One of the primary reasons why legal risk is associated with operational risk involves fraud since it is recognized as the most significant category of operational loss events and considered to be a legal issue as well. This, however, does not mean that legal risk is only confined to this conceptualization. For instance, there are specific sets of legal risks that are defined by European Union (EU) Law. In 2005, the European Central Bank declared that it will develop its own legal risk definition to help "facilitate proper risk assessment and risk management, as well as ensure a consistent approach between EU credit institutions."
Further developing legitimate risk the board for any organization does not require many steps. This process won't prevent each lawsuit or administrative punishment, however, it can reduce lawful risks and enhance the organization's responses.
Hazard is intrinsic in any business undertaking, and great danger management is a fundamental part of maintaining a fruitful business. An organization's management has shifting degrees of control concerning hazards. A few dangers can be straightforwardly overseen; different dangers are largely outside the ability to control organization management. Everything an organization can manage is to attempt to expect potential dangers, survey the possible effect on the organization's business, and be ready with an arrangement to respond to unfavorable occasions.
There is no standard definition, but there are at least two primary/secondary definition sets in circulation.
McCormick, R. 2004
Legal risk is the risk of loss to an institution which is primarily caused by:
(a) a defective transaction; or
(b) a claim (including a defense to a claim or a counterclaim) being made or some other event occurring which results in a liability for the institution or other loss (for example, as a result of the termination of a contract) or;
(c) failing to take appropriate measures to protect assets (for example, intellectual property) owned by the institution; or
(d) change in law.
McCormick, R. 2004
Management of legal risk is not a precise science and subjective to the situation of the institution, and primarily caused by the lack of proper communication channel, undefined institutional objectives (such as the lack of policies and regulations), unclarified information flow between different personnel and department, lack of delegation of power to specify task on mitigation of risks.

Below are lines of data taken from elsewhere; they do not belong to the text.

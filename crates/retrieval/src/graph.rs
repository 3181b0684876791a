//! Relationship retriever over the catalog graph

use async_trait::async_trait;
use catalogchat_core::error::Result;
use catalogchat_core::traits::Retriever;
use catalogchat_core::types::{RetrievalResult, Source};
use catalogchat_storage::{GraphStore, RelationshipEdge};
use std::sync::Arc;
use tracing::warn;

/// Score attached to relationship sentences and their summary
const EDGE_SCORE: f32 = 1.0;

/// Retrieves relationship edges touching one catalog object name and
/// renders each as a natural-language sentence. Failures degrade to a
/// single error-tagged document; this adapter never returns `Err`.
pub struct GraphRetriever {
    graph: Arc<dyn GraphStore>,
}

impl GraphRetriever {
    pub fn new(graph: Arc<dyn GraphStore>) -> Self {
        Self { graph }
    }

    async fn search_term(&self, term: &str) -> Result<Vec<RetrievalResult>> {
        let edges = self.graph.relationships_for_name(term).await?;

        if edges.is_empty() {
            return Ok(vec![RetrievalResult::placeholder(
                Source::Graph,
                format!("No relationships found for '{term}'"),
                0.0,
            )]);
        }

        let mut results = Vec::with_capacity(edges.len() + 1);
        results.push(RetrievalResult::new(
            format!(
                "Found {} relationship(s) involving '{term}' in the catalog graph",
                edges.len()
            ),
            EDGE_SCORE,
            Source::Graph,
        ));

        for edge in &edges {
            let mut result =
                RetrievalResult::new(render_edge(edge), EDGE_SCORE, Source::Graph);
            if let Some(created_at) = edge.created_at {
                result = result.with_created_at(created_at);
            }
            results.push(result);
        }

        Ok(results)
    }
}

fn render_edge(edge: &RelationshipEdge) -> String {
    format!(
        "table {} is linked to table {} via field {} -> field {}",
        edge.from_object, edge.to_object, edge.from_field, edge.to_field
    )
}

#[async_trait]
impl Retriever for GraphRetriever {
    fn source(&self) -> Source {
        Source::Graph
    }

    async fn retrieve(
        &self,
        query: &str,
        _session_id: Option<&str>,
    ) -> Result<Vec<RetrievalResult>> {
        match self.search_term(query).await {
            Ok(results) => Ok(results),
            Err(e) => {
                warn!("Graph retrieval failed for '{query}': {e}");
                Ok(vec![RetrievalResult::backend_error(Source::Graph, e)])
            }
        }
    }
}
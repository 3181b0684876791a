//! NL-to-SQL agent retriever over the relational catalog

use crate::parse::{parse_sql_response, truncate_for_error};
use crate::prompts;
use async_trait::async_trait;
use catalogchat_core::config::{AgentConfig, CacheConfig};
use catalogchat_core::error::{Error, Result};
use catalogchat_core::tokens::TokenLedger;
use catalogchat_core::traits::{LlmProvider, Retriever, SessionStore};
use catalogchat_core::types::{RetrievalResult, Source, TokenUsageRecord, AGENT_ANSWER_SCORE};
use catalogchat_storage::CatalogDb;
use chrono::Utc;
use std::sync::Arc;
use std::time::{Duration, Instant};
use tracing::{debug, info, warn};

/// SQL-generation agent scoped to the runtime-discovered whitelist of
/// searchable catalog tables/views.
///
/// Unlike the vector and graph adapters, a failed run here propagates
/// as `Err`: the coordinator owns pipeline-level failure isolation for
/// this source.
pub struct RelationalAgentRetriever {
    catalog: Arc<dyn CatalogDb>,
    llm: Arc<dyn LlmProvider>,
    cache: Arc<dyn SessionStore>,
    ledger: Arc<TokenLedger>,
    agent: AgentConfig,
    cache_ttl_seconds: u64,
}

impl RelationalAgentRetriever {
    pub fn new(
        catalog: Arc<dyn CatalogDb>,
        llm: Arc<dyn LlmProvider>,
        cache: Arc<dyn SessionStore>,
        ledger: Arc<TokenLedger>,
        agent: AgentConfig,
        cache_config: &CacheConfig,
    ) -> Self {
        Self {
            catalog,
            llm,
            cache,
            ledger,
            agent,
            cache_ttl_seconds: cache_config.agent_ttl_seconds,
        }
    }

    /// One full agent run: discover the whitelist, then iterate SQL
    /// generation and execution until a statement succeeds or the
    /// iteration bound is hit. The final iteration's error is returned
    /// as-is.
    async fn run_agent(&self, question: &str) -> Result<String> {
        let relations = self.catalog.list_searchable_relations().await?;
        if relations.is_empty() {
            return Err(Error::agent("no searchable tables or views discovered"));
        }

        let mut schema = String::new();
        for relation in &relations {
            let columns = self.catalog.describe_relation(&relation.name).await?;
            let rendered_columns = columns
                .iter()
                .map(|c| format!("{} {}", c.name, c.data_type))
                .collect::<Vec<_>>()
                .join(", ");
            schema.push_str(&format!(
                "- {} ({}): {}\n",
                relation.name,
                relation.kind.to_lowercase(),
                rendered_columns
            ));
        }

        let whitelist: Vec<&str> = relations.iter().map(|r| r.name.as_str()).collect();
        let system = prompts::format_prompt(prompts::SQL_SYSTEM, &[("schema", &schema)]);
        let mut user = prompts::format_prompt(prompts::SQL_USER, &[("question", question)]);

        let mut last_error = Error::agent("agent made no iterations");
        for iteration in 1..=self.agent.max_iterations {
            debug!("Agent iteration {}/{}", iteration, self.agent.max_iterations);

            let started = Instant::now();
            let response = self.llm.generate_with_system(&system, &user).await?;
            if let Some(usage) = response.usage {
                self.ledger.record(TokenUsageRecord {
                    source: Source::Relational,
                    model: response.model.clone(),
                    input_tokens: usage.input_tokens,
                    output_tokens: usage.output_tokens,
                    execution_time_secs: Some(started.elapsed().as_secs_f64()),
                });
            }

            let sql = match parse_sql_response(&response.text) {
                Some(sql) => sql,
                None => {
                    warn!(
                        "Agent response carried no SQL: {}",
                        truncate_for_error(&response.text)
                    );
                    last_error = Error::agent("response did not contain a SQL statement");
                    user = prompts::format_prompt(
                        prompts::SQL_FIX,
                        &[
                            ("sql", "(none)"),
                            ("error", "response did not contain a SQL statement"),
                        ],
                    );
                    continue;
                }
            };

            if !references_whitelisted_relation(&sql, &whitelist) {
                warn!("Agent statement references no whitelisted relation: {sql}");
                last_error = Error::agent("statement references no searchable table or view");
                user = prompts::format_prompt(
                    prompts::SQL_FIX,
                    &[
                        ("sql", sql.as_str()),
                        ("error", "statement must use the listed tables/views only"),
                    ],
                );
                continue;
            }

            match self.catalog.execute_select(&sql).await {
                Ok(rows_json) => {
                    debug!("Agent statement succeeded on iteration {iteration}");
                    return Ok(render_answer(question, &rows_json));
                }
                Err(e) => {
                    warn!("Agent statement failed on iteration {iteration}: {e}");
                    let message = e.to_string();
                    last_error = e;
                    user = prompts::format_prompt(
                        prompts::SQL_FIX,
                        &[("sql", sql.as_str()), ("error", message.as_str())],
                    );
                }
            }
        }

        Err(last_error)
    }

    async fn cache_result(&self, session_id: &str, result: &RetrievalResult) {
        let key = Source::Relational.cache_key(session_id);
        match serde_json::to_value(vec![result]) {
            Ok(value) => {
                if let Err(e) = self.cache.set(&key, value, self.cache_ttl_seconds).await {
                    warn!("Failed to cache agent answer under '{key}': {e}");
                }
            }
            Err(e) => warn!("Failed to serialize agent answer for caching: {e}"),
        }
    }
}

/// The agent answers with the executed query's results, not the SQL
fn render_answer(question: &str, rows_json: &str) -> String {
    format!("Query results for \"{question}\":\n{rows_json}")
}

fn references_whitelisted_relation(sql: &str, whitelist: &[&str]) -> bool {
    let lowered = sql.to_lowercase();
    whitelist
        .iter()
        .any(|name| lowered.contains(&name.to_lowercase()))
}

#[async_trait]
impl Retriever for RelationalAgentRetriever {
    fn source(&self) -> Source {
        Source::Relational
    }

    async fn retrieve(
        &self,
        query: &str,
        session_id: Option<&str>,
    ) -> Result<Vec<RetrievalResult>> {
        let max_attempts = self.agent.max_retries;
        let mut last_error = Error::agent("agent made no attempts");

        for attempt in 1..=max_attempts {
            info!("SQL agent attempt {}/{}", attempt, max_attempts);

            let bounded = tokio::time::timeout(
                Duration::from_secs(self.agent.max_execution_secs),
                self.run_agent(query),
            );

            match bounded.await {
                Ok(Ok(answer)) => {
                    let result = RetrievalResult::new(answer, AGENT_ANSWER_SCORE, Source::Relational)
                        .with_description("sql agent answer")
                        .with_created_at(Utc::now());

                    if let Some(session_id) = session_id {
                        self.cache_result(session_id, &result).await;
                    }

                    return Ok(vec![result]);
                }
                Ok(Err(e)) => {
                    warn!("SQL agent attempt {attempt} failed: {e}");
                    last_error = e;
                }
                Err(_) => {
                    warn!(
                        "SQL agent attempt {attempt} exceeded {}s",
                        self.agent.max_execution_secs
                    );
                    last_error = Error::agent(format!(
                        "agent run exceeded {}s time bound",
                        self.agent.max_execution_secs
                    ));
                }
            }

            if attempt < max_attempts {
                // Non-blocking delay: unrelated retrieval work keeps running
                tokio::time::sleep(Duration::from_secs(self.agent.retry_delay_secs)).await;
            }
        }

        // Surface the last attempt's error unwrapped; the coordinator
        // converts it into a substitute document.
        Err(last_error)
    }
}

The expenses of litigation of a company.
Legal risk is the risk of financial or reputational loss that can result from lack of awareness or misunderstanding of, ambiguity in, or reckless indifference to, the way law and regulation apply to your business, its relationships, processes, products and services.
The cost and loss of income caused by legal uncertainty, multiplied by possibility of the individual event or legal environment as a whole. One of the most obvious legal risks of doing business not mentioned in the above definitions is the risk of arrest and prosecution.
Legal risk can lead to fines and administrative penalties, the need for monetary damages, deterioration of reputation, deterioration of the bank's market position, narrowing opportunities for development, reducing the opportunities for development or legal enforcement of agreements.